Michael Arnoldus Slory
Michael Arnoldus Slory (Totness 1935) volgde de Mulo en de AMS, werkte bij Billiton, Economische Zaken en de Centrale Bank en vertrok vervolgens in 1957 naar Nederland, waar hij onder meer de studie Spaans oppakte aan de Universiteit van Amsterdam, tot in 1966 zijn beurs werd ingetrokken en Slory de studie moest opgeven. Inmiddels had hij in Nederland enkele strijdbare dichbundels gepubliceerd, zoals in 1961 onder het pseudoniem Asjantenoe Sangodare: Sarka / Bittere strijd, bij de communistische uitgeverij Pegasus met een voorwoord van CPN-lid Theun de Vries. In 1968 volgden bij dezelfde uitgever Brieven aan de guerrilla en Brieven aan Ho Tsji Minh. Nadat Slory in 1970 teruggekeerd is naar Suriname, publiceert hij alleen nog in het Sranan Tongo, in totaal 21 uitgaven. Na de decembermoorden van 8 december 1982 zal hij die taal inruilen voor Spaans en - opnieuw - Nederlands: ‘Naar eigen zeggen heeft hij sinds die 9-de december van 1982 het geloof in het Sranan als eenheidstaal definitief verloren. Na een nonactieve periode heeft hij zich vanaf 1984 geheel tot het Nederlands en het Spaans gewend.’ (Michiel van Kempen) In 1991 verschijnt de verzamelbundel Ik zal zingen om de zon te laten opkomen.
Sarka / Bittere strijd (1961) is poëzie van een van ‘de kleinkinderen van Lenin’ (37). In het titelgedicht meldt Slory: ‘Vrijheid kan alleen in bloed worden geschreven.’ (63). De bundel bevat politieke en lyrische verzen in het Sranan Tongo met de Nederlandse vertaling door de dichter zelf en wordt daarom hier besproken. Michaël Slory's strijdpoëzie kenmerkt zich door een sterk internationale oriëntatie. Daarom is Slory geen enge nationalist die niet over de landsgrenzen kijkt: ‘hij is nationalist maar blijft verre van Blut und Boden.’ (Michiel van Kempen 1991: 17) De beschreven onderwerpen zijn de historische koloniale tijd en de moderne vakbondsstrijd, de huidige klassentegenstellingen en de grootse toekomstverwachtingen vanuit socialistisch perspectief: ‘De rode vlag / gaat als een waaier open. / Broeders! / heft de blikken / om de boodschappen van de trom te aanschouwen!’ (21)

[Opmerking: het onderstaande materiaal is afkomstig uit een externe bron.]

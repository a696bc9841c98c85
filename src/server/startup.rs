use serenity::http::{Http, HttpBuilder};
use std::{sync::Arc, time::Duration};

use crate::server::{
    config::Config,
    error::AppError,
    model::command::COMMANDS,
    service::discord::command::CommandRegistrationService,
    state::AppState,
};

/// Deadline for calls to the account backend.
const HTTP_CLIENT_TIMEOUT: Duration = Duration::from_secs(3);

/// Builds the HTTP client used for the account backend.
///
/// Redirects are disabled so a misconfigured or compromised backend cannot bounce
/// submitted credentials to another host.
pub fn setup_reqwest_client() -> Result<reqwest::Client, AppError> {
    let client = reqwest::Client::builder()
        .redirect(reqwest::redirect::Policy::none())
        .timeout(HTTP_CLIENT_TIMEOUT)
        .build()?;

    Ok(client)
}

/// Builds the serenity REST client authenticated as the bot.
///
/// The application id is set up front since every command endpoint is scoped to it.
pub fn setup_discord_http(config: &Config) -> Arc<Http> {
    let http = HttpBuilder::new(&config.discord_token)
        .application_id(config.discord_application_id)
        .build();

    Arc::new(http)
}

/// Loads the ids of commands registered by a previous run into the command directory.
///
/// Failure is not fatal: help output falls back to plain `/name` mentions until
/// `/register_commands` is called.
pub async fn load_registered_commands(state: &AppState) {
    let service =
        CommandRegistrationService::new(state.discord.as_ref(), &state.directory, state.guild_id);

    match service.load_existing().await {
        Ok(count) => tracing::info!("Loaded {} registered commands", count),
        Err(e) => tracing::warn!("Could not load registered commands: {}", e),
    }

    if state.directory.len().await < COMMANDS.len() {
        tracing::info!("Some commands are not registered yet, call /register_commands");
    }
}
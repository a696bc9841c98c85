use serenity::all::{ApplicationId, GuildId};
use url::Url;

use crate::server::error::{config::ConfigError, AppError};

const DEFAULT_PORT: u16 = 3131;
const DEFAULT_ADMIN_ROLE_NAME: &str = "Staff";

pub struct Config {
    pub discord_token: String,
    /// Ed25519 public key of the application, decoded from hex.
    pub discord_public_key: [u8; 32],
    pub discord_application_id: ApplicationId,
    pub discord_guild_id: GuildId,

    pub port: u16,

    /// Account backend receiving `/register` submissions. Registration is
    /// disabled when unset.
    pub register_url: Option<Url>,
    /// Guild role granting access to staff-only commands.
    pub admin_role_name: String,
}

impl Config {
    pub fn from_env() -> Result<Self, AppError> {
        Self::from_lookup(|name| std::env::var(name).ok())
    }

    /// Builds the configuration from any variable source.
    ///
    /// Unset and empty variables are both treated as absent.
    pub fn from_lookup(lookup: impl Fn(&str) -> Option<String>) -> Result<Self, AppError> {
        let optional = |name: &str| lookup(name).filter(|value| !value.trim().is_empty());
        let required =
            |name: &str| optional(name).ok_or_else(|| ConfigError::MissingEnvVar(name.to_string()));

        Ok(Self {
            discord_token: required("TOKEN")?,
            discord_public_key: parse_public_key(&required("PUBLIC_KEY")?)?,
            discord_application_id: ApplicationId::new(parse_snowflake(
                "APPLICATION_ID",
                &required("APPLICATION_ID")?,
            )?),
            discord_guild_id: GuildId::new(parse_snowflake("GUILD_ID", &required("GUILD_ID")?)?),
            port: match optional("PORT") {
                Some(port) => port.trim().parse().map_err(|e| invalid("PORT", e))?,
                None => DEFAULT_PORT,
            },
            register_url: optional("REGISTER_URL")
                .map(|url| Url::parse(url.trim()).map_err(|e| invalid("REGISTER_URL", e)))
                .transpose()?,
            admin_role_name: optional("ADMIN_ROLE_NAME")
                .unwrap_or_else(|| DEFAULT_ADMIN_ROLE_NAME.to_string()),
        })
    }
}

fn invalid(name: &str, reason: impl std::fmt::Display) -> ConfigError {
    ConfigError::InvalidEnvVar {
        name: name.to_string(),
        reason: reason.to_string(),
    }
}

fn parse_snowflake(name: &str, value: &str) -> Result<u64, ConfigError> {
    value
        .trim()
        .parse::<std::num::NonZeroU64>()
        .map(|id| id.get())
        .map_err(|e| invalid(name, e))
}

pub(crate) fn parse_public_key(value: &str) -> Result<[u8; 32], ConfigError> {
    let bytes = hex::decode(value.trim()).map_err(|e| invalid("PUBLIC_KEY", e))?;

    <[u8; 32]>::try_from(bytes.as_slice())
        .map_err(|_| invalid("PUBLIC_KEY", format!("expected 32 bytes, got {}", bytes.len())))
}

#[cfg(test)]
mod tests {
    use super::*;
    use std::collections::HashMap;

    fn load(vars: &[(&str, &str)]) -> Result<Config, AppError> {
        let vars: HashMap<String, String> = vars
            .iter()
            .map(|(name, value)| (name.to_string(), value.to_string()))
            .collect();
        Config::from_lookup(|name| vars.get(name).cloned())
    }

    fn base_vars() -> Vec<(&'static str, String)> {
        vec![
            ("TOKEN", "bot-token".to_string()),
            ("PUBLIC_KEY", "ab".repeat(32)),
            ("APPLICATION_ID", "1127447095893315594".to_string()),
            ("GUILD_ID", "300000000000000001".to_string()),
        ]
    }

    fn load_with(overrides: &[(&'static str, &str)]) -> Result<Config, AppError> {
        let mut vars = base_vars();
        for &(name, value) in overrides {
            vars.retain(|(existing, _)| *existing != name);
            vars.push((name, value.to_string()));
        }
        let borrowed: Vec<(&str, &str)> = vars
            .iter()
            .map(|(name, value)| (*name, value.as_str()))
            .collect();
        load(&borrowed)
    }

    fn invalid_var(result: Result<Config, AppError>) -> String {
        match result {
            Err(AppError::ConfigErr(ConfigError::InvalidEnvVar { name, .. })) => name,
            Err(e) => panic!("expected InvalidEnvVar, got {}", e),
            Ok(_) => panic!("expected InvalidEnvVar, got a config"),
        }
    }

    #[test]
    fn loads_required_vars_with_defaults() {
        let config = load_with(&[]).unwrap();

        assert_eq!(config.discord_token, "bot-token");
        assert_eq!(config.discord_public_key, [0xab; 32]);
        assert_eq!(config.discord_guild_id, GuildId::new(300000000000000001));
        assert_eq!(config.port, DEFAULT_PORT);
        assert!(config.register_url.is_none());
        assert_eq!(config.admin_role_name, "Staff");
    }

    #[test]
    fn loads_optional_vars() {
        let config = load_with(&[
            ("PORT", "8080"),
            ("REGISTER_URL", "https://accounts.example.com/register"),
            ("ADMIN_ROLE_NAME", "Moderators"),
        ])
        .unwrap();

        assert_eq!(config.port, 8080);
        assert_eq!(
            config.register_url.unwrap().as_str(),
            "https://accounts.example.com/register"
        );
        assert_eq!(config.admin_role_name, "Moderators");
    }

    #[test]
    fn missing_required_var_is_reported_by_name() {
        for missing in ["TOKEN", "PUBLIC_KEY", "APPLICATION_ID", "GUILD_ID"] {
            let vars: Vec<(&str, String)> = base_vars()
                .into_iter()
                .filter(|(name, _)| *name != missing)
                .collect();
            let borrowed: Vec<(&str, &str)> = vars
                .iter()
                .map(|(name, value)| (*name, value.as_str()))
                .collect();

            match load(&borrowed) {
                Err(AppError::ConfigErr(ConfigError::MissingEnvVar(name))) => {
                    assert_eq!(name, missing)
                }
                Err(e) => panic!("expected MissingEnvVar for {}, got {}", missing, e),
                Ok(_) => panic!("config loaded without {}", missing),
            }
        }
    }

    #[test]
    fn empty_required_var_counts_as_missing() {
        assert!(matches!(
            load_with(&[("TOKEN", "  ")]),
            Err(AppError::ConfigErr(ConfigError::MissingEnvVar(_)))
        ));
    }

    #[test]
    fn empty_optional_vars_fall_back_to_defaults() {
        let config = load_with(&[("PORT", ""), ("REGISTER_URL", "")]).unwrap();

        assert_eq!(config.port, DEFAULT_PORT);
        assert!(config.register_url.is_none());
    }

    #[test]
    fn rejects_bad_port() {
        assert_eq!(invalid_var(load_with(&[("PORT", "http")])), "PORT");
        assert_eq!(invalid_var(load_with(&[("PORT", "70000")])), "PORT");
    }

    #[test]
    fn rejects_bad_register_url() {
        assert_eq!(
            invalid_var(load_with(&[("REGISTER_URL", "not a url")])),
            "REGISTER_URL"
        );
    }

    #[test]
    fn rejects_bad_snowflakes() {
        assert_eq!(invalid_var(load_with(&[("GUILD_ID", "guild")])), "GUILD_ID");
        assert_eq!(
            invalid_var(load_with(&[("APPLICATION_ID", "0")])),
            "APPLICATION_ID"
        );
    }

    #[test]
    fn parses_hex_public_key() {
        let key = parse_public_key(&"ab".repeat(32)).unwrap();
        assert_eq!(key, [0xab; 32]);
    }

    #[test]
    fn rejects_short_public_key() {
        let err = parse_public_key("abcd").unwrap_err();
        assert!(matches!(err, ConfigError::InvalidEnvVar { ref name, .. } if name == "PUBLIC_KEY"));
    }

    #[test]
    fn rejects_non_hex_public_key() {
        assert!(parse_public_key(&"zz".repeat(32)).is_err());
    }

    #[test]
    fn snowflakes_must_be_non_zero() {
        assert_eq!(parse_snowflake("GUILD_ID", "1234").unwrap(), 1234);
        assert!(parse_snowflake("GUILD_ID", "0").is_err());
        assert!(parse_snowflake("GUILD_ID", "guild").is_err());
    }
}
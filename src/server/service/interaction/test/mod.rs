use std::sync::Arc;

use test_utils::{builder::InteractionBuilder, fixture};

use crate::{
    model::interaction::InteractionResponseDto,
    server::{
        service::{
            account::RegistrationOutcome, discord::directory::CommandDirectory,
            interaction::InteractionService,
        },
        test_support::{invocation, StubAccountBackend, StubDiscordApi},
    },
};


/// Stubs plus a directory, owned so tests can borrow them into a service.
struct Harness {
    discord: Arc<StubDiscordApi>,
    accounts: Arc<StubAccountBackend>,
    directory: CommandDirectory,
}

impl Harness {
    fn new(discord: StubDiscordApi, accounts: StubAccountBackend) -> Self {
        Self {
            discord: Arc::new(discord),
            accounts: Arc::new(accounts),
            directory: CommandDirectory::new(),
        }
    }

    /// Guild with a Staff role and a backend accepting every registration.
    fn standard() -> Self {
        Self::new(
            StubDiscordApi::with_guild_roles(),
            StubAccountBackend::answering(RegistrationOutcome::Accepted),
        )
    }

    fn service(&self) -> InteractionService<'_> {
        InteractionService::new(
            self.discord.as_ref(),
            self.accounts.as_ref(),
            &self.directory,
            "Staff",
        )
    }

    async fn run(&self, builder: InteractionBuilder) -> InteractionResponseDto {
        self.service().dispatch(&invocation(builder.build())).await
    }
}

fn staff_command(name: &str) -> InteractionBuilder {
    InteractionBuilder::command(name)
        .role(fixture::MEMBER_ROLE_ID)
        .role(fixture::STAFF_ROLE_ID)
}

fn member_command(name: &str) -> InteractionBuilder {
    InteractionBuilder::command(name).role(fixture::MEMBER_ROLE_ID)
}
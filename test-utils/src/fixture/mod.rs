//! Well-known ids and in-memory Discord data shared by tests.
//!
//! Fixtures never touch the network; they describe the guild the tests pretend to
//! run in. Use them with `InteractionBuilder` and the stub Discord API so both sides
//! agree on which role is the staff role.
//!
//! # Example
//!
//! ```rust,ignore
//! use test_utils::fixture;
//!
//! let roles = fixture::guild_roles();
//! let payload = InteractionBuilder::command("mention")
//!     .role(fixture::STAFF_ROLE_ID)
//!     .build();
//! ```

use serenity::all::Role;

use crate::serenity::create_test_role;

pub const TEST_GUILD_ID: u64 = 300_000_000_000_000_001;
pub const TEST_USER_ID: u64 = 500_000_000_000_000_001;
pub const TEST_USERNAME: &str = "tester";

/// Member targeted by `/mention` in tests.
pub const TARGET_USER_ID: u64 = 500_000_000_000_000_002;

pub const STAFF_ROLE_ID: u64 = 900_000_000_000_000_001;
pub const MEMBER_ROLE_ID: u64 = 900_000_000_000_000_002;
/// Role named like the staff role but with different casing.
pub const LOOKALIKE_ROLE_ID: u64 = 900_000_000_000_000_003;

/// Roles of the test guild: `Staff`, `Member` and a lowercase `staff` decoy.
pub fn guild_roles() -> Vec<Role> {
    vec![
        create_test_role(STAFF_ROLE_ID, "Staff", 0xE67E22, 10),
        create_test_role(MEMBER_ROLE_ID, "Member", 0x2ECC71, 1),
        create_test_role(LOOKALIKE_ROLE_ID, "staff", 0, 2),
    ]
}
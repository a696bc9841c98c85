use serde_json::{json, Map, Value};

use crate::fixture::{TEST_GUILD_ID, TEST_USERNAME, TEST_USER_ID};

/// Builder for Discord interaction webhook payloads.
///
/// Produces the JSON Discord POSTs to the interactions endpoint, including the
/// fields the bot ignores (`id`, `token`, `version`, ...) so tests exercise the
/// same deserialization path as production traffic.
///
/// # Example
///
/// ```rust,ignore
/// let payload = InteractionBuilder::command("register")
///     .option("username", "Val1dname")
///     .option("password", "Val1dpassw0rd")
///     .role(fixture::STAFF_ROLE_ID)
///     .build();
/// ```
pub struct InteractionBuilder {
    kind: u8,
    name: Option<String>,
    options: Vec<(String, Value)>,
    guild_id: Option<u64>,
    user_id: u64,
    username: String,
    discriminator: String,
    roles: Vec<u64>,
}

impl InteractionBuilder {
    /// PING interaction Discord sends to validate the endpoint.
    pub fn ping() -> Self {
        Self::of_kind(1)
    }

    /// Slash command invoked in the test guild by the test user with no roles.
    pub fn command(name: &str) -> Self {
        let mut builder = Self::of_kind(2);
        builder.name = Some(name.to_string());
        builder
    }

    /// Interaction of an arbitrary type, e.g. 3 for message components.
    pub fn of_kind(kind: u8) -> Self {
        Self {
            kind,
            name: None,
            options: Vec::new(),
            guild_id: Some(TEST_GUILD_ID),
            user_id: TEST_USER_ID,
            username: TEST_USERNAME.to_string(),
            discriminator: "0".to_string(),
            roles: Vec::new(),
        }
    }

    /// Adds a command option. Options keep insertion order.
    pub fn option(mut self, name: &str, value: impl Into<Value>) -> Self {
        self.options.push((name.to_string(), value.into()));
        self
    }

    pub fn user(mut self, user_id: u64, username: &str) -> Self {
        self.user_id = user_id;
        self.username = username.to_string();
        self
    }

    pub fn discriminator(mut self, discriminator: &str) -> Self {
        self.discriminator = discriminator.to_string();
        self
    }

    /// Gives the invoking member a role.
    pub fn role(mut self, role_id: u64) -> Self {
        self.roles.push(role_id);
        self
    }

    /// Moves the interaction out of the guild into a direct message.
    ///
    /// The invoker is then sent as `user` instead of `member`, and has no roles.
    pub fn direct_message(mut self) -> Self {
        self.guild_id = None;
        self.roles.clear();
        self
    }

    pub fn build(self) -> Value {
        let mut payload = Map::new();
        payload.insert("id".to_string(), json!("1000000000000000001"));
        payload.insert("application_id".to_string(), json!("1000000000000000002"));
        payload.insert("type".to_string(), json!(self.kind));
        payload.insert("token".to_string(), json!("interaction-token"));
        payload.insert("version".to_string(), json!(1));

        if let Some(name) = self.name {
            let options: Vec<Value> = self
                .options
                .into_iter()
                .map(|(name, value)| json!({ "name": name, "type": option_type(&value), "value": value }))
                .collect();

            payload.insert(
                "data".to_string(),
                json!({
                    "id": "1000000000000000003",
                    "name": name,
                    "type": 1,
                    "options": options,
                }),
            );
        }

        let user = json!({
            "id": self.user_id.to_string(),
            "username": self.username,
            "discriminator": self.discriminator,
        });

        match self.guild_id {
            Some(guild_id) => {
                payload.insert("guild_id".to_string(), json!(guild_id.to_string()));
                let roles: Vec<String> = self.roles.iter().map(u64::to_string).collect();
                payload.insert("member".to_string(), json!({ "roles": roles, "user": user }));
            }
            None => {
                payload.insert("user".to_string(), user);
            }
        }

        Value::Object(payload)
    }
}

/// Discord application command option type for a JSON value.
fn option_type(value: &Value) -> u8 {
    match value {
        Value::Bool(_) => 5,
        Value::Number(n) if n.is_f64() => 10,
        Value::Number(_) => 4,
        _ => 3,
    }
}
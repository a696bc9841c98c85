mod model;
mod server;

use std::sync::Arc;
use tracing_subscriber::EnvFilter;

use crate::server::{
    config::Config,
    error::AppError,
    middleware::signature::SignatureVerifier,
    router,
    service::{account::HttpAccountBackend, discord::DiscordHttpApi},
    startup,
    state::AppState,
};

#[tokio::main]
async fn main() -> Result<(), AppError> {
    dotenvy::dotenv().ok();

    tracing_subscriber::fmt()
        .with_env_filter(
            EnvFilter::try_from_default_env().unwrap_or_else(|_| EnvFilter::new("info")),
        )
        .init();

    let config = Config::from_env()?;

    let http_client = startup::setup_reqwest_client()?;
    let discord_http = startup::setup_discord_http(&config);

    if config.register_url.is_none() {
        tracing::warn!("REGISTER_URL is not set, /register will report registration as unavailable");
    }

    let state = AppState::new(
        Arc::new(DiscordHttpApi::new(discord_http)),
        Arc::new(HttpAccountBackend::new(
            http_client,
            config.register_url.clone(),
        )),
        SignatureVerifier::new(config.discord_public_key),
        config.discord_guild_id,
        &config.admin_role_name,
    );

    startup::load_registered_commands(&state).await;

    let listener = tokio::net::TcpListener::bind(("0.0.0.0", config.port)).await?;
    tracing::info!("Application is running on port {}", config.port);

    axum::serve(listener, router::router(state)).await?;

    Ok(())
}
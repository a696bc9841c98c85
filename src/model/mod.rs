//! Request and response bodies exchanged over HTTP.

pub mod api;
pub mod interaction;
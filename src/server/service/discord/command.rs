use serenity::all::{CreateCommand, CreateCommandOption, GuildId};

use crate::server::{error::AppError, model::command::CommandDefinition};

use super::{directory::CommandDirectory, DiscordApi};

/// Converts static command definitions into Discord registration payloads.
pub fn build_commands(definitions: &[CommandDefinition]) -> Vec<CreateCommand> {
    definitions
        .iter()
        .map(|definition| {
            let options = definition
                .options
                .iter()
                .map(|option| {
                    CreateCommandOption::new(option.kind, option.name, option.description)
                        .required(option.required)
                })
                .collect();

            CreateCommand::new(definition.name)
                .description(definition.description)
                .set_options(options)
        })
        .collect()
}

/// Registers the bot's slash commands in the configured guild.
pub struct CommandRegistrationService<'a> {
    discord: &'a dyn DiscordApi,
    directory: &'a CommandDirectory,
    guild_id: GuildId,
}

impl<'a> CommandRegistrationService<'a> {
    pub fn new(
        discord: &'a dyn DiscordApi,
        directory: &'a CommandDirectory,
        guild_id: GuildId,
    ) -> Self {
        Self {
            discord,
            directory,
            guild_id,
        }
    }

    /// Overwrites the guild's commands with `definitions` and records the new ids.
    ///
    /// # Returns
    /// - `Ok(usize)` - Number of commands Discord reports as registered
    /// - `Err(AppError)` - Discord rejected the request or did not answer in time
    pub async fn register(&self, definitions: &[CommandDefinition]) -> Result<usize, AppError> {
        let registered = self
            .discord
            .set_guild_commands(self.guild_id, build_commands(definitions))
            .await?;

        self.directory.replace(&registered).await;

        tracing::info!(
            "Registered {} commands in guild {}",
            registered.len(),
            self.guild_id
        );

        Ok(registered.len())
    }

    /// Fills the directory with the commands already registered in the guild.
    pub async fn load_existing(&self) -> Result<usize, AppError> {
        let existing = self.discord.guild_commands(self.guild_id).await?;

        self.directory.replace(&existing).await;

        Ok(existing.len())
    }
}
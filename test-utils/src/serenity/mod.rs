//! Test factories for creating Serenity API objects.
//!
//! These factories create valid Serenity structs by deserializing JSON, simulating
//! what Discord's REST API would return to the bot's role lookup.
//!
//! # Usage
//!
//! ```rust,ignore
//! use test_utils::serenity::create_test_role;
//!
//! let staff = create_test_role(111111111, "Staff", 0xFF0000, 10);
//! let member = create_test_role(222222222, "Member", 0x00FF00, 1);
//! ```

pub mod role;

pub use role::create_test_role;
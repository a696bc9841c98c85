//! Server-side webhook backend and business logic.
//!
//! The backend uses Axum as the web framework and Serenity's REST client for the
//! Discord API. It receives slash command interactions over a signed webhook and
//! answers each with exactly one message.
//!
//! # Architecture
//!
//! - **Controller Layer** (`controller/`) - HTTP request handlers and DTO conversion
//! - **Service Layer** (`service/`) - Command handling, role checks, outbound calls
//! - **Model Layer** (`model/`) - Parsed interactions and static command definitions
//! - **Error Layer** (`error/`) - Application error types and HTTP response mapping
//! - **Middleware** (`middleware/`) - Request signature verification
//!
//! # Infrastructure
//!
//! - **Configuration** (`config`) - Environment-based application configuration
//! - **State** (`state`) - Shared application state (Discord client, backend client, ...)
//! - **Startup** (`startup`) - Construction of HTTP clients, command id preload
//! - **Router** (`router`) - Axum route configuration
//!
//! # Request Flow
//!
//! 1. **Router** receives `POST /interactions`
//! 2. **Middleware** verifies the Ed25519 signature over the raw body
//! 3. **Controller** parses the payload into an `Interaction`
//! 4. **Service** dispatches on the command name and performs any outbound call
//! 5. **Controller** serializes the single reply

pub mod config;
pub mod controller;
pub mod error;
pub mod middleware;
pub mod model;
pub mod router;
pub mod service;
pub mod startup;
pub mod state;
pub mod util;

#[cfg(test)]
pub mod test_support;
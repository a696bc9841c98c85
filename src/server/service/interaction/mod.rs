//! Slash command handling.
//!
//! `InteractionService` routes a parsed interaction to the handler for its command.
//! Each handler lives in its own file and turns one invocation into exactly one
//! reply; failures of outbound calls are logged and become user-facing messages
//! rather than HTTP errors, since Discord shows nothing useful for a failed webhook.

mod help;
mod link;
mod mention;
mod register;

#[cfg(test)]
mod test;

use crate::{
    model::interaction::InteractionResponseDto,
    server::{
        error::AppError,
        model::{
            command::Command,
            interaction::{CommandInvocation, Interaction},
        },
        service::{
            account::AccountBackend,
            discord::{directory::CommandDirectory, role::AdminRoleService, DiscordApi},
        },
    },
};

pub const INVALID_COMMAND_MESSAGE: &str = "Invalid command!";
pub const UNKNOWN_ERROR_MESSAGE: &str = "An unknown error occurred, please try again later.";
pub const PERMISSION_DENIED_MESSAGE: &str = "You do not have permission to use this command.";
pub const INVALID_USER_ID_MESSAGE: &str = "Please provide a valid user ID.";
pub const REGISTRATION_UNAVAILABLE_MESSAGE: &str =
    "Registration is currently unavailable, please try again later.";

pub struct InteractionService<'a> {
    discord: &'a dyn DiscordApi,
    accounts: &'a dyn AccountBackend,
    directory: &'a CommandDirectory,
    admin_role_name: &'a str,
}

impl<'a> InteractionService<'a> {
    pub fn new(
        discord: &'a dyn DiscordApi,
        accounts: &'a dyn AccountBackend,
        directory: &'a CommandDirectory,
        admin_role_name: &'a str,
    ) -> Self {
        Self {
            discord,
            accounts,
            directory,
            admin_role_name,
        }
    }

    /// Produces the single reply owed for an interaction.
    ///
    /// # Returns
    /// - `Ok(InteractionResponseDto)` - PONG for pings, a message for commands
    /// - `Err(AppError::BadRequest)` - Interaction type the bot does not handle
    pub async fn handle(&self, interaction: Interaction) -> Result<InteractionResponseDto, AppError> {
        match interaction {
            Interaction::Ping => Ok(InteractionResponseDto::pong()),
            Interaction::Command(command) => Ok(self.dispatch(&command).await),
            Interaction::Unsupported(kind) => Err(AppError::BadRequest(format!(
                "Unsupported interaction type {}",
                kind
            ))),
        }
    }

    /// Routes a command invocation to its handler by exact name.
    pub async fn dispatch(&self, command: &CommandInvocation) -> InteractionResponseDto {
        tracing::info!(
            "/{} invoked by {} ({})",
            command.name,
            command.invoker.tag(),
            command.invoker.id
        );

        match Command::from_name(&command.name) {
            Some(Command::Help) => self.help(command).await,
            Some(Command::Register) => self.register(command).await,
            Some(Command::Link) => self.link(command),
            Some(Command::Relink) => self.relink(command),
            Some(Command::Mention) => self.mention(command).await,
            None => InteractionResponseDto::public(INVALID_COMMAND_MESSAGE),
        }
    }

    fn admin_roles(&self) -> AdminRoleService<'a> {
        AdminRoleService::new(self.discord, self.admin_role_name)
    }
}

In de communistische traditie en retoriek bejubelt Slory het internationale socialisme en het proletariaat, en verguist hij de VS, de imperialisten en de internationals, die door de bauxiet- en hout-exploitatie ook in Suriname zo'n grote rol spelen: ‘Hoe moeten wij kijken in de spiegel van de geschiedenis, die zwart, zwart is?’ (35)
Slory schrijft Surinaamse poëzie, niet door ‘Suriname oh Suriname’ te roepen, maar door het ritme, de beelden en de beschrijving van de mens van Suriname die zijn wortels in Afrika heeft. Hij tekent de schoonheid van de zwarte mens als arbeider, de Surinaamse flora en fauna en de veelvormigheid van het creoolse erfgoed. Een gedicht als ‘Kawina ritmen’ behoort inmiddels tot het erfgoed van de Surinaamse literatuur. Zo schrijft Michael Slory ‘zwarte poëzie’ in een veel essentiëler betekenis dan het cerebraal zwarte van Frank Martinus Arions Stemmen uit Afrika - het anti-amerikanisme hebben ze echter gemeen. Slory protesteert tegen de uitbuiting van het land, die hij zowel constateert bij de cultures van zijn geboortedistrict Coronie als de door Suralco gewonnen bauxiet: ‘Dezelfde dieven / die Tsjombe of Verwoerd helpen / om de negers te verraden en te doden...’ (41) Het zijn gedachten die ook Frank Martinus Arion verwoordt.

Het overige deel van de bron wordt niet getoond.